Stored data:
- - -

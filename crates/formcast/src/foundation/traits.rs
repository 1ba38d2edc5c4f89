//! Core traits for coercion and validation
//!
//! This module defines the two seams of the crate: [`Valuer`] turns an
//! untyped raw value into a typed one, [`Validate`] checks a typed value
//! after coercion succeeded.

use std::borrow::Cow;
use std::sync::Arc;

use serde::Serialize;
use serde_json::Value;

use crate::combinators::{
    Checked, Fallback, NumberCast, Nullable, Optional, ToNumber, WithMessage,
};
use crate::foundation::{Context, ErrorKind, Failure, ValidationError};

// ============================================================================
// VALIDATOR TRAIT
// ============================================================================

/// A post-coercion predicate.
///
/// Validators do not know which field they run for; the composition
/// operator ([`Checked`]) stamps the field and the offending value onto the
/// error they return.
///
/// # Examples
///
/// ```rust
/// use formcast::foundation::{Validate, ValidationError};
///
/// struct Even;
///
/// impl Validate for Even {
///     type Input = f64;
///
///     fn validate(&self, input: &f64) -> Result<(), ValidationError> {
///         if input % 2.0 == 0.0 {
///             Ok(())
///         } else {
///             Err(ValidationError::new("not_even"))
///         }
///     }
/// }
///
/// assert!(Even.validate(&4.0).is_ok());
/// assert!(Even.validate(&3.0).is_err());
/// ```
pub trait Validate {
    /// The type being validated (can be `?Sized` for `str` and slices).
    type Input: ?Sized;

    /// Validates the input value.
    fn validate(&self, input: &Self::Input) -> Result<(), ValidationError>;
}

// ============================================================================
// VALUER TRAIT
// ============================================================================

/// Whether a field holds one value or a list of values.
///
/// Multi-valued sources such as form data use this to decide between
/// "get" and "get all" for a key.
#[derive(Debug, Clone, Copy, PartialEq, Eq, Hash, Default)]
pub enum Shape {
    /// One value per key.
    #[default]
    Scalar,
    /// Every value submitted under the key, in order.
    List,
}

/// Coerces an untyped raw value into `Self::Output` for one field.
///
/// `raw` is `None` when the key is missing from the input.
pub trait Valuer {
    /// The coerced type.
    type Output;

    /// Coerces `raw`, or fails with typed errors.
    fn coerce(&self, raw: Option<&Value>, cx: &Context<'_>) -> Result<Self::Output, Failure>;

    /// The shape of input this valuer expects.
    fn shape(&self) -> Shape {
        Shape::Scalar
    }
}

impl<V: Valuer + ?Sized> Valuer for Box<V> {
    type Output = V::Output;

    fn coerce(&self, raw: Option<&Value>, cx: &Context<'_>) -> Result<Self::Output, Failure> {
        (**self).coerce(raw, cx)
    }

    fn shape(&self) -> Shape {
        (**self).shape()
    }
}

impl<V: Valuer + ?Sized> Valuer for Arc<V> {
    type Output = V::Output;

    fn coerce(&self, raw: Option<&Value>, cx: &Context<'_>) -> Result<Self::Output, Failure> {
        (**self).coerce(raw, cx)
    }

    fn shape(&self) -> Shape {
        (**self).shape()
    }
}

// ============================================================================
// VALUER EXTENSION TRAIT
// ============================================================================

/// Extension trait providing modifier methods for valuers.
///
/// Automatically implemented for every [`Valuer`].
///
/// # Examples
///
/// ```rust
/// use formcast::prelude::*;
/// use serde_json::json;
///
/// let age = number().check(minmax(0.0, 120.0)).optional();
///
/// assert_eq!(age.coerce_field(Some(&json!("")), "age").unwrap(), None);
/// assert_eq!(age.coerce_field(Some(&json!("35")), "age").unwrap(), Some(35.0));
/// assert!(age.coerce_field(Some(&json!("150")), "age").is_err());
/// ```
pub trait ValuerExt: Valuer + Sized {
    /// Attaches a validator that runs after successful coercion.
    ///
    /// Chaining `.check(..)` on the result adds further validators to the
    /// same field; all of them run even when an earlier one fails.
    fn check<C>(self, validator: C) -> Checked<Self>
    where
        C: Validate<Input = Self::Output> + Send + Sync + 'static,
        Self::Output: Serialize,
    {
        Checked::new(self).check(validator)
    }

    /// Absent input becomes `None`.
    fn optional(self) -> Optional<Self> {
        Optional::new(self)
    }

    /// Absent input becomes [`OrNull::Null`](crate::combinators::OrNull).
    fn nullable(self) -> Nullable<Self> {
        Nullable::new(self)
    }

    /// Absent input becomes `default`.
    fn fallback(self, default: Self::Output) -> Fallback<Self>
    where
        Self::Output: Clone,
    {
        Fallback::new(self, default)
    }

    /// Casts the coerced value to a number.
    fn to_number(self) -> ToNumber<Self>
    where
        Self::Output: NumberCast,
    {
        ToNumber::new(self)
    }

    /// Replaces the message of every error this valuer reports.
    fn with_message(self, message: impl Into<Cow<'static, str>>) -> WithMessage<Self> {
        WithMessage::new(self, message)
    }

    /// Replaces the kind of every error this valuer reports.
    fn with_code(self, kind: impl Into<ErrorKind>) -> WithMessage<Self> {
        WithMessage::code_only(self, kind)
    }

    /// Coerces outside a schema, with the default configuration.
    fn coerce_field(&self, raw: Option<&Value>, field: &str) -> Result<Self::Output, Failure> {
        self.coerce(raw, &Context::detached(field))
    }
}

impl<T: Valuer> ValuerExt for T {}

- - -

● **Problem requirements**: Each entry above must be printed exactly as written.

● **Solution for this task**:
filename crates/formcast/src/foundation/traits.rs
repository 1ba38d2edc5c4f89
//! Core traits for coercion and validation
//!
//! This module defines the two seams of the crate: [`Valuer`] turns an
//! untyped raw value into a typed one, [`Validate`] checks a typed value
//! after coercion succeeded.

use std::borrow::Cow;
use std::sync::Arc;

use serde::Serialize;
use serde_json::Value;

use crate::combinators::{
    Checked, Fallback, NumberCast, Nullable, Optional, ToNumber, WithMessage,
};
use crate::foundation::{Context, ErrorKind, Failure, ValidationError};

// ============================================================================
// VALIDATOR TRAIT
// ============================================================================

/// A post-coercion predicate.
///
/// Validators do not know which field they run for; the composition
/// operator ([`Checked`]) stamps the field and the offending value onto the
/// error they return.
///
/// # Examples
///
/// ```rust
/// use formcast::foundation::{Validate, ValidationError};
///
/// struct Even;
///
/// impl Validate for Even {
///     type Input = f64;
///
///     fn validate(&self, input: &f64) -> Result<(), ValidationError> {
///         if input % 2.0 == 0.0 {
///             Ok(())
///         } else {
///             Err(ValidationError::new("not_even"))
///         }
///     }
/// }
///
/// assert!(Even.validate(&4.0).is_ok());
/// assert!(Even.validate(&3.0).is_err());
/// ```
pub trait Validate {
    /// The type being validated (can be `?Sized` for `str` and slices).
    type Input: ?Sized;

    /// Validates the input value.
    fn validate(&self, input: &Self::Input) -> Result<(), ValidationError>;
}

// ============================================================================
// VALUER TRAIT
// ============================================================================

/// Whether a field holds one value or a list of values.
///
/// Multi-valued sources such as form data use this to decide between
/// "get" and "get all" for a key.
#[derive(Debug, Clone, Copy, PartialEq, Eq, Hash, Default)]
pub enum Shape {
    /// One value per key.
    #[default]
    Scalar,
    /// Every value submitted under the key, in order.
    List,
}

/// Coerces an untyped raw value into `Self::Output` for one field.
///
/// `raw` is `None` when the key is missing from the input.
pub trait Valuer {
    /// The coerced type.
    type Output;

    /// Coerces `raw`, or fails with typed errors.
    fn coerce(&self, raw: Option<&Value>, cx: &Context<'_>) -> Result<Self::Output, Failure>;

    /// The shape of input this valuer expects.
    fn shape(&self) -> Shape {
        Shape::Scalar
    }
}

impl<V: Valuer + ?Sized> Valuer for Box<V> {
    type Output = V::Output;

    fn coerce(&self, raw: Option<&Value>, cx: &Context<'_>) -> Result<Self::Output, Failure> {
        (**self).coerce(raw, cx)
    }

    fn shape(&self) -> Shape {
        (**self).shape()
    }
}

impl<V: Valuer + ?Sized> Valuer for Arc<V> {
    type Output = V::Output;

    fn coerce(&self, raw: Option<&Value>, cx: &Context<'_>) -> Result<Self::Output, Failure> {
        (**self).coerce(raw, cx)
    }

    fn shape(&self) -> Shape {
        (**self).shape()
    }
}

// ============================================================================
// VALUER EXTENSION TRAIT
// ============================================================================

/// Extension trait providing modifier methods for valuers.
///
/// Automatically implemented for every [`Valuer`].
///
/// # Examples
///
/// ```rust
/// use formcast::prelude::*;
/// use serde_json::json;
///
/// let age = number().check(minmax(0.0, 120.0)).optional();
///
/// assert_eq!(age.coerce_field(Some(&json!("")), "age").unwrap(), None);
/// assert_eq!(age.coerce_field(Some(&json!("35")), "age").unwrap(), Some(35.0));
/// assert!(age.coerce_field(Some(&json!("150")), "age").is_err());
/// ```
pub trait ValuerExt: Valuer + Sized {
    /// Attaches a validator that runs after successful coercion.
    ///
    /// Chaining `.check(..)` on the result adds further validators to the
    /// same field; all of them run even when an earlier one fails.
    fn check<C>(self, validator: C) -> Checked<Self>
    where
        C: Validate<Input = Self::Output> + Send + Sync + 'static,
        Self::Output: Serialize,
    {
        Checked::new(self).check(validator)
    }

    /// Absent input becomes `None`.
    fn optional(self) -> Optional<Self> {
        Optional::new(self)
    }

    /// Absent input becomes [`OrNull::Null`](crate::combinators::OrNull).
    fn nullable(self) -> Nullable<Self> {
        Nullable::new(self)
    }

    /// Absent input becomes `default`.
    fn fallback(self, default: Self::Output) -> Fallback<Self>
    where
        Self::Output: Clone,
    {
        Fallback::new(self, default)
    }

    /// Casts the coerced value to a number.
    fn to_number(self) -> ToNumber<Self>
    where
        Self::Output: NumberCast,
    {
        ToNumber::new(self)
    }

    /// Replaces the message of every error this valuer reports.
    fn with_message(self, message: impl Into<Cow<'static, str>>) -> WithMessage<Self> {
        WithMessage::new(self, message)
    }

    /// Replaces the kind of every error this valuer reports.
    fn with_code(self, kind: impl Into<ErrorKind>) -> WithMessage<Self> {
        WithMessage::code_only(self, kind)
    }

    /// Coerces outside a schema, with the default configuration.
    fn coerce_field(&self, raw: Option<&Value>, field: &str) -> Result<Self::Output, Failure> {
        self.coerce(raw, &Context::detached(field))
    }
}

impl<T: Valuer> ValuerExt for T {}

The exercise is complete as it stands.